A primeira é heterodoxa interpretação e aplicação da norma que criminaliza o branqueamento de capitais (artigo 1º da Lei nº. 9.613/98), para fins de inclusão da conduta do defensor que aufere valores de origem supostamente maculada, a título de honorários advocatícios.
Nada obstante, no caso da assistência jurídica consistente em representação nos autos de investigação preliminar ou processo criminal, ou de consultoria sobre mitigação do risco de ajuizamento de ação penal, o ato de auferir honorários advocatícios consiste em ação cotidiana ou neutra.
Trata-se de conduta que o Advogado pratica regularmente, na qualidade de titular do direito fundamental ao livre exercício da sua profissão (artigo 5º, XIII do texto magno).
A doutrina moderna vem repudiando a tradicional concepção de cumplicidade, circunscrita à causação dolosa de injusto principal. Hoje se defende que o tipo objetivo da cumplicidade deve ser enriquecido pelos aportes conceituais da teoria da imputação objetiva de Claus Roxin.
Portanto, uma conduta só se amolda ao tipo objetivo da participação punível caso ela, cumulativamente: (i) crie ou incremente o risco ao bem jurídico-penal; (ii) gere ou aumente o risco juridicamente proibido ao sobredito bem; (iii) cause ou insufle o risco ao bem penalmente tutelado, que venha a realizar-se no resultado.
Logo, são objetivamente atípicas as chamadas ações cotidianas ou neutras. Cuidam-se de ações praticadas pelo agente no decorrer de atividades profissionais diárias e juridicamente permitidas, com finalidades próprias e independentes da vontade do autor principal do fato. [4]
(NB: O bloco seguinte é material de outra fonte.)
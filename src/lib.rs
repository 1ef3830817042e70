//! Caching, rate-limiting reverse proxy in front of a third-party XML API.
//!
//! Many small client applications on one host point at this proxy instead of
//! the upstream. The proxy collapses duplicate traffic through a shared
//! response cache, obeys the upstream's embedded cache directives, throttles
//! request and error rates, repairs a couple of known upstream bugs, and
//! honors upstream temp-bans by serving synthetic responses.

pub mod apicache;
pub mod cache;
pub mod config;
pub mod gateway;
pub mod ratelimit;
pub mod shared;

pub use shared::error::{AppError, AppResult};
Em suma: são ações realizadas dentro do marco normal da vida do sujeito e, por isso, desvinculadas da atividade-fim do autor do fato criminoso.
Assim, no caso do cumprimento dos regramentos da Lei nº. 8.906/94, do Código de Ética e Disciplina da OAB e das obrigações tributárias (principais e acessórias), o recebimento de honorários supostamente maculados não caracteriza crime de branqueamento de capitais. [5]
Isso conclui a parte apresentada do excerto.